[[ Recorded information, beginning ]]
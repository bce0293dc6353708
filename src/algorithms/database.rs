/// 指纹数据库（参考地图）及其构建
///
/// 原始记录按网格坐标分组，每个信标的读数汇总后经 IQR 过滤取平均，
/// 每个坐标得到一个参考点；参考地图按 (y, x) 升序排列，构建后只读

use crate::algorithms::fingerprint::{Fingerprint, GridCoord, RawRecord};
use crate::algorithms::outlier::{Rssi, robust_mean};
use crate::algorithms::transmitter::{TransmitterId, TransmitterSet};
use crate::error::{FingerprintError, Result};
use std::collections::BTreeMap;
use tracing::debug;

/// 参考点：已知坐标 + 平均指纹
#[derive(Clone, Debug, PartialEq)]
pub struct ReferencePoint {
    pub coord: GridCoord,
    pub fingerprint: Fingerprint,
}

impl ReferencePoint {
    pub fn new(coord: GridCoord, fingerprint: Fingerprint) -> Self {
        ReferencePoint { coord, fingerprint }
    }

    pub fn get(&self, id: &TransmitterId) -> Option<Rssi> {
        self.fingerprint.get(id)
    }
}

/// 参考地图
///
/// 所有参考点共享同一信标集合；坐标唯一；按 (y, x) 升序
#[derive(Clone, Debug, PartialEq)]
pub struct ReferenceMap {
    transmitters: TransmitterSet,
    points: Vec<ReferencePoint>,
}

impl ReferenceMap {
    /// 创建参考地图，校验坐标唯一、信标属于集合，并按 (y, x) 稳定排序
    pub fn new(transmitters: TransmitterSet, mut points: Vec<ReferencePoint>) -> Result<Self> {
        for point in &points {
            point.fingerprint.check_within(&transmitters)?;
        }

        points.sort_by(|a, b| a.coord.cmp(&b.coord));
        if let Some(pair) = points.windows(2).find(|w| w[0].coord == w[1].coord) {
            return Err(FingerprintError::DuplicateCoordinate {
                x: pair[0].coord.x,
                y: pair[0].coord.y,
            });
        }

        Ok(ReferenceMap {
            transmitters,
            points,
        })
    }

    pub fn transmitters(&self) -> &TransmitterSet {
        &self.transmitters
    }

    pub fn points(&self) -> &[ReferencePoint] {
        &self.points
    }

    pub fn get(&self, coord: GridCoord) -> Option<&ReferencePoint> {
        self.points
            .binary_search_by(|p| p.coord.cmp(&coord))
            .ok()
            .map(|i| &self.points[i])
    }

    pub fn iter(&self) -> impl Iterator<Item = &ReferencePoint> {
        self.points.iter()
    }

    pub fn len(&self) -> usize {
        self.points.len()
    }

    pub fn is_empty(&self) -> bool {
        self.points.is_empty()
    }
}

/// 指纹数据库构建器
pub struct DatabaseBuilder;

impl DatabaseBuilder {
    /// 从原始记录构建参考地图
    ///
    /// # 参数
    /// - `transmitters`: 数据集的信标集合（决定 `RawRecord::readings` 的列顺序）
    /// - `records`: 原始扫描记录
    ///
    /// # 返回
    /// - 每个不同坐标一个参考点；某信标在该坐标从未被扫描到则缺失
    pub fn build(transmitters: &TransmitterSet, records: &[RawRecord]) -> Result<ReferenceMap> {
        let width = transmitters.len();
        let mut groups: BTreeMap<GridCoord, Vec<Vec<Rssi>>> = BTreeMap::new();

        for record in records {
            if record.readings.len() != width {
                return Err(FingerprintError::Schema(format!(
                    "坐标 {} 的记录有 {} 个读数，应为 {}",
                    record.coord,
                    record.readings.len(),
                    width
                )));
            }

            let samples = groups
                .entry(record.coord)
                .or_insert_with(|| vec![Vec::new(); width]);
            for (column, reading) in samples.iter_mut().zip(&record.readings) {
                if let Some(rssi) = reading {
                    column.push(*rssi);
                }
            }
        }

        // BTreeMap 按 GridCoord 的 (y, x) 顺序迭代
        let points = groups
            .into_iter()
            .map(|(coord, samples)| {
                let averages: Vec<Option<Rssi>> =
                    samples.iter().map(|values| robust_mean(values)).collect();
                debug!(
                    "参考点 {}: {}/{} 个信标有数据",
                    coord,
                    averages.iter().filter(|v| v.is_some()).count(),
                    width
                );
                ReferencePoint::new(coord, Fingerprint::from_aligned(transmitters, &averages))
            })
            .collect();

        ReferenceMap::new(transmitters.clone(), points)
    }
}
[[ Recorded information, end ]]
What is needed ::
Go line by line through the material and count the lines holding the word "samples". State only the total.

Worked solution ::
4